[Data items]
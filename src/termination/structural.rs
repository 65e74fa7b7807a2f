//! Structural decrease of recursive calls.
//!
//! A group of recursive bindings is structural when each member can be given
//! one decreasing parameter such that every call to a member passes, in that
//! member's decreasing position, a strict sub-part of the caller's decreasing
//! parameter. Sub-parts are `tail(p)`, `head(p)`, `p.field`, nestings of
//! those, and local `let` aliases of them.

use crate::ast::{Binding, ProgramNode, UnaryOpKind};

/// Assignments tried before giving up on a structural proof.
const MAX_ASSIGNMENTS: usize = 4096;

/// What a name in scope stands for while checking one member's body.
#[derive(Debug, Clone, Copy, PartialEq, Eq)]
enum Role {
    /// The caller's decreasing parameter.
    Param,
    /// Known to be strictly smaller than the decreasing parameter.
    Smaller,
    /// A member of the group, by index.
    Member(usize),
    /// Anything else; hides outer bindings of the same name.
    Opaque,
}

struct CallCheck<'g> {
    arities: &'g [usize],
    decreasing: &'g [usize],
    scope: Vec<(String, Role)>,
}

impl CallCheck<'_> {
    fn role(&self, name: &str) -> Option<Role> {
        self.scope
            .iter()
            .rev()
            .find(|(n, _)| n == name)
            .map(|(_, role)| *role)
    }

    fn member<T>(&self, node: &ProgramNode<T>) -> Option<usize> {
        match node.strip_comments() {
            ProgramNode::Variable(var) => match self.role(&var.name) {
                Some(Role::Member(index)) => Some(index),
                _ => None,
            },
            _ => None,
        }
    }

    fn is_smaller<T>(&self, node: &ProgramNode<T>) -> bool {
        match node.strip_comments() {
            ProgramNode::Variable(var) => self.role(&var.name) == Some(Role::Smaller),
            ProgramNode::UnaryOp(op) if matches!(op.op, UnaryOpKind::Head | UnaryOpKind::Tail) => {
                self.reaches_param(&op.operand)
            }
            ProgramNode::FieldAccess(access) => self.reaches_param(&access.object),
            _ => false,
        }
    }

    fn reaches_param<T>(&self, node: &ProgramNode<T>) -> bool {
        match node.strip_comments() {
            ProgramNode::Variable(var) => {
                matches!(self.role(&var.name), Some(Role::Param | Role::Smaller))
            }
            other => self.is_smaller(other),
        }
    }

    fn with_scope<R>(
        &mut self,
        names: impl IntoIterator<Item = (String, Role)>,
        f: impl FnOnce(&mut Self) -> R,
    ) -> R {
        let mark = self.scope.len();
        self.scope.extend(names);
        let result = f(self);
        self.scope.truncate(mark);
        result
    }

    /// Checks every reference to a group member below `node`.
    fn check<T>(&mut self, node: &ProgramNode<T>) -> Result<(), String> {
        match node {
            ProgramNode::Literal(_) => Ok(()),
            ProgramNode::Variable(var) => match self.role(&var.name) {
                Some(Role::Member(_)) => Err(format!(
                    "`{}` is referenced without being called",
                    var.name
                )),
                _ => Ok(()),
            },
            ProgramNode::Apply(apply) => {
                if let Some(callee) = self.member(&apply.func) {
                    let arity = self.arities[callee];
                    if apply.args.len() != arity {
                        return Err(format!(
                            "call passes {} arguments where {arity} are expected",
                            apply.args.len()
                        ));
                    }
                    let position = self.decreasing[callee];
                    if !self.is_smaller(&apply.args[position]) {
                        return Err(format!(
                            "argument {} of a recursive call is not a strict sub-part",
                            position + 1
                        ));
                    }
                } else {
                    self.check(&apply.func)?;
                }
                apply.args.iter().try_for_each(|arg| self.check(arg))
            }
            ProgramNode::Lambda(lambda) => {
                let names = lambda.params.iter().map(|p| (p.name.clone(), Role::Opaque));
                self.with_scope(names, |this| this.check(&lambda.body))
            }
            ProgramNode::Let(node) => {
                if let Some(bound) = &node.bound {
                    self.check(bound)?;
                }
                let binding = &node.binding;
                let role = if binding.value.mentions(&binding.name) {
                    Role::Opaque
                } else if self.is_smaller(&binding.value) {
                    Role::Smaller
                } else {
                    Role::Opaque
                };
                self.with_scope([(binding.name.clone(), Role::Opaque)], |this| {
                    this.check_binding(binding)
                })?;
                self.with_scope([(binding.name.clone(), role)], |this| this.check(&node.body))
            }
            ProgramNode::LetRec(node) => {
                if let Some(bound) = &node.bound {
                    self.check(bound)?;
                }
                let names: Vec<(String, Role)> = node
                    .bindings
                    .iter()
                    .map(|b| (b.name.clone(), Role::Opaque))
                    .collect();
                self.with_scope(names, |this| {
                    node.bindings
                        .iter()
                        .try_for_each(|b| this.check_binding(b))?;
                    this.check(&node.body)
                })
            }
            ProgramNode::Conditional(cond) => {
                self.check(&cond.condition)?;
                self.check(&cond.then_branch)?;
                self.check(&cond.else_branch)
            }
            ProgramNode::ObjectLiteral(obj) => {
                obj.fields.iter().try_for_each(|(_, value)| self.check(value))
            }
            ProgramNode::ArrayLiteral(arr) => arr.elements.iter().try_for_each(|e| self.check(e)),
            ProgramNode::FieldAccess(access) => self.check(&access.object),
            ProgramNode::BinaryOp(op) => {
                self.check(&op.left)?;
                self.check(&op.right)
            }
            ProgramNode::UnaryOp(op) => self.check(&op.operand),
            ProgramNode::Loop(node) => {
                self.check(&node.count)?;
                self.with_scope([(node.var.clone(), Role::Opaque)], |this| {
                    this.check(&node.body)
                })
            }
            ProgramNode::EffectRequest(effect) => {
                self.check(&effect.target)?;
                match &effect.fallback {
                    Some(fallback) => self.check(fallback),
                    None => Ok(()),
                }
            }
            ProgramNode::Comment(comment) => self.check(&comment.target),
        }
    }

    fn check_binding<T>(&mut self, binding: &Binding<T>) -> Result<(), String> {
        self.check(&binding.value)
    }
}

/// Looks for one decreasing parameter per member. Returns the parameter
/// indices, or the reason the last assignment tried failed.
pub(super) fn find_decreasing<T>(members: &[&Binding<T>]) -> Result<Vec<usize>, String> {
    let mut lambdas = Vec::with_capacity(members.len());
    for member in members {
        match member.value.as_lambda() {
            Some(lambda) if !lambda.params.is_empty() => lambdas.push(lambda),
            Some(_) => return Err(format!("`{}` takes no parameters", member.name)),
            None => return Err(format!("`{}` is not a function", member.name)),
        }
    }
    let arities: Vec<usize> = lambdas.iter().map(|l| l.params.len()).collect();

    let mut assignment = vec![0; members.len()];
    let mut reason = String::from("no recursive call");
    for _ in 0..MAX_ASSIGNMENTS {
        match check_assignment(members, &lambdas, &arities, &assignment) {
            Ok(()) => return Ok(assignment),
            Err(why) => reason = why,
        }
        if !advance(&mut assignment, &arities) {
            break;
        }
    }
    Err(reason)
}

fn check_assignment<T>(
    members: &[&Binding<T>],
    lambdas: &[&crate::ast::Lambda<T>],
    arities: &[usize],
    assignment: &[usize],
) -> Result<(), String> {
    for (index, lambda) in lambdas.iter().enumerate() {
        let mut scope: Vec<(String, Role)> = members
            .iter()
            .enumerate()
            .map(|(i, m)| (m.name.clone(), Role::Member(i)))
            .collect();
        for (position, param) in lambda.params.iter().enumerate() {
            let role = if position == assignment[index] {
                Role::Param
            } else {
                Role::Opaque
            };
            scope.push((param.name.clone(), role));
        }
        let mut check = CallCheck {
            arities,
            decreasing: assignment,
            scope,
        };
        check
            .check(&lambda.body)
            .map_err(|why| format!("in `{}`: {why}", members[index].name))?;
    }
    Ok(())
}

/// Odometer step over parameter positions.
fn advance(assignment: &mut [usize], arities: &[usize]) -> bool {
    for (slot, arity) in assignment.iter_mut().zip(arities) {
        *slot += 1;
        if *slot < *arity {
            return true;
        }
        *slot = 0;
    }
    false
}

• WHAT YOU WILL DO
All the entries must be retyped exactly.

• SOLUTION TO THIS EXERCISE
filename src/termination/structural.rs
repository 65e74fa7b7807a2f
//! Structural decrease of recursive calls.
//!
//! A group of recursive bindings is structural when each member can be given
//! one decreasing parameter such that every call to a member passes, in that
//! member's decreasing position, a strict sub-part of the caller's decreasing
//! parameter. Sub-parts are `tail(p)`, `head(p)`, `p.field`, nestings of
//! those, and local `let` aliases of them.

use crate::ast::{Binding, ProgramNode, UnaryOpKind};

/// Assignments tried before giving up on a structural proof.
const MAX_ASSIGNMENTS: usize = 4096;

/// What a name in scope stands for while checking one member's body.
#[derive(Debug, Clone, Copy, PartialEq, Eq)]
enum Role {
    /// The caller's decreasing parameter.
    Param,
    /// Known to be strictly smaller than the decreasing parameter.
    Smaller,
    /// A member of the group, by index.
    Member(usize),
    /// Anything else; hides outer bindings of the same name.
    Opaque,
}

struct CallCheck<'g> {
    arities: &'g [usize],
    decreasing: &'g [usize],
    scope: Vec<(String, Role)>,
}

impl CallCheck<'_> {
    fn role(&self, name: &str) -> Option<Role> {
        self.scope
            .iter()
            .rev()
            .find(|(n, _)| n == name)
            .map(|(_, role)| *role)
    }

    fn member<T>(&self, node: &ProgramNode<T>) -> Option<usize> {
        match node.strip_comments() {
            ProgramNode::Variable(var) => match self.role(&var.name) {
                Some(Role::Member(index)) => Some(index),
                _ => None,
            },
            _ => None,
        }
    }

    fn is_smaller<T>(&self, node: &ProgramNode<T>) -> bool {
        match node.strip_comments() {
            ProgramNode::Variable(var) => self.role(&var.name) == Some(Role::Smaller),
            ProgramNode::UnaryOp(op) if matches!(op.op, UnaryOpKind::Head | UnaryOpKind::Tail) => {
                self.reaches_param(&op.operand)
            }
            ProgramNode::FieldAccess(access) => self.reaches_param(&access.object),
            _ => false,
        }
    }

    fn reaches_param<T>(&self, node: &ProgramNode<T>) -> bool {
        match node.strip_comments() {
            ProgramNode::Variable(var) => {
                matches!(self.role(&var.name), Some(Role::Param | Role::Smaller))
            }
            other => self.is_smaller(other),
        }
    }

    fn with_scope<R>(
        &mut self,
        names: impl IntoIterator<Item = (String, Role)>,
        f: impl FnOnce(&mut Self) -> R,
    ) -> R {
        let mark = self.scope.len();
        self.scope.extend(names);
        let result = f(self);
        self.scope.truncate(mark);
        result
    }

    /// Checks every reference to a group member below `node`.
    fn check<T>(&mut self, node: &ProgramNode<T>) -> Result<(), String> {
        match node {
            ProgramNode::Literal(_) => Ok(()),
            ProgramNode::Variable(var) => match self.role(&var.name) {
                Some(Role::Member(_)) => Err(format!(
                    "`{}` is referenced without being called",
                    var.name
                )),
                _ => Ok(()),
            },
            ProgramNode::Apply(apply) => {
                if let Some(callee) = self.member(&apply.func) {
                    let arity = self.arities[callee];
                    if apply.args.len() != arity {
                        return Err(format!(
                            "call passes {} arguments where {arity} are expected",
                            apply.args.len()
                        ));
                    }
                    let position = self.decreasing[callee];
                    if !self.is_smaller(&apply.args[position]) {
                        return Err(format!(
                            "argument {} of a recursive call is not a strict sub-part",
                            position + 1
                        ));
                    }
                } else {
                    self.check(&apply.func)?;
                }
                apply.args.iter().try_for_each(|arg| self.check(arg))
            }
            ProgramNode::Lambda(lambda) => {
                let names = lambda.params.iter().map(|p| (p.name.clone(), Role::Opaque));
                self.with_scope(names, |this| this.check(&lambda.body))
            }
            ProgramNode::Let(node) => {
                if let Some(bound) = &node.bound {
                    self.check(bound)?;
                }
                let binding = &node.binding;
                let role = if binding.value.mentions(&binding.name) {
                    Role::Opaque
                } else if self.is_smaller(&binding.value) {
                    Role::Smaller
                } else {
                    Role::Opaque
                };
                self.with_scope([(binding.name.clone(), Role::Opaque)], |this| {
                    this.check_binding(binding)
                })?;
                self.with_scope([(binding.name.clone(), role)], |this| this.check(&node.body))
            }
            ProgramNode::LetRec(node) => {
                if let Some(bound) = &node.bound {
                    self.check(bound)?;
                }
                let names: Vec<(String, Role)> = node
                    .bindings
                    .iter()
                    .map(|b| (b.name.clone(), Role::Opaque))
                    .collect();
                self.with_scope(names, |this| {
                    node.bindings
                        .iter()
                        .try_for_each(|b| this.check_binding(b))?;
                    this.check(&node.body)
                })
            }
            ProgramNode::Conditional(cond) => {
                self.check(&cond.condition)?;
                self.check(&cond.then_branch)?;
                self.check(&cond.else_branch)
            }
            ProgramNode::ObjectLiteral(obj) => {
                obj.fields.iter().try_for_each(|(_, value)| self.check(value))
            }
            ProgramNode::ArrayLiteral(arr) => arr.elements.iter().try_for_each(|e| self.check(e)),
            ProgramNode::FieldAccess(access) => self.check(&access.object),
            ProgramNode::BinaryOp(op) => {
                self.check(&op.left)?;
                self.check(&op.right)
            }
            ProgramNode::UnaryOp(op) => self.check(&op.operand),
            ProgramNode::Loop(node) => {
                self.check(&node.count)?;
                self.with_scope([(node.var.clone(), Role::Opaque)], |this| {
                    this.check(&node.body)
                })
            }
            ProgramNode::EffectRequest(effect) => {
                self.check(&effect.target)?;
                match &effect.fallback {
                    Some(fallback) => self.check(fallback),
                    None => Ok(()),
                }
            }
            ProgramNode::Comment(comment) => self.check(&comment.target),
        }
    }

    fn check_binding<T>(&mut self, binding: &Binding<T>) -> Result<(), String> {
        self.check(&binding.value)
    }
}

/// Looks for one decreasing parameter per member. Returns the parameter
/// indices, or the reason the last assignment tried failed.
pub(super) fn find_decreasing<T>(members: &[&Binding<T>]) -> Result<Vec<usize>, String> {
    let mut lambdas = Vec::with_capacity(members.len());
    for member in members {
        match member.value.as_lambda() {
            Some(lambda) if !lambda.params.is_empty() => lambdas.push(lambda),
            Some(_) => return Err(format!("`{}` takes no parameters", member.name)),
            None => return Err(format!("`{}` is not a function", member.name)),
        }
    }
    let arities: Vec<usize> = lambdas.iter().map(|l| l.params.len()).collect();

    let mut assignment = vec![0; members.len()];
    let mut reason = String::from("no recursive call");
    for _ in 0..MAX_ASSIGNMENTS {
        match check_assignment(members, &lambdas, &arities, &assignment) {
            Ok(()) => return Ok(assignment),
            Err(why) => reason = why,
        }
        if !advance(&mut assignment, &arities) {
            break;
        }
    }
    Err(reason)
}

fn check_assignment<T>(
    members: &[&Binding<T>],
    lambdas: &[&crate::ast::Lambda<T>],
    arities: &[usize],
    assignment: &[usize],
) -> Result<(), String> {
    for (index, lambda) in lambdas.iter().enumerate() {
        let mut scope: Vec<(String, Role)> = members
            .iter()
            .enumerate()
            .map(|(i, m)| (m.name.clone(), Role::Member(i)))
            .collect();
        for (position, param) in lambda.params.iter().enumerate() {
            let role = if position == assignment[index] {
                Role::Param
            } else {
                Role::Opaque
            };
            scope.push((param.name.clone(), role));
        }
        let mut check = CallCheck {
            arities,
            decreasing: assignment,
            scope,
        };
        check
            .check(&lambda.body)
            .map_err(|why| format!("in `{}`: {why}", members[index].name))?;
    }
    Ok(())
}

/// Odometer step over parameter positions.
fn advance(assignment: &mut [usize], arities: &[usize]) -> bool {
    for (slot, arity) in assignment.iter_mut().zip(arities) {
        *slot += 1;
        if *slot < *arity {
            return true;
        }
        *slot = 0;
    }
    false
}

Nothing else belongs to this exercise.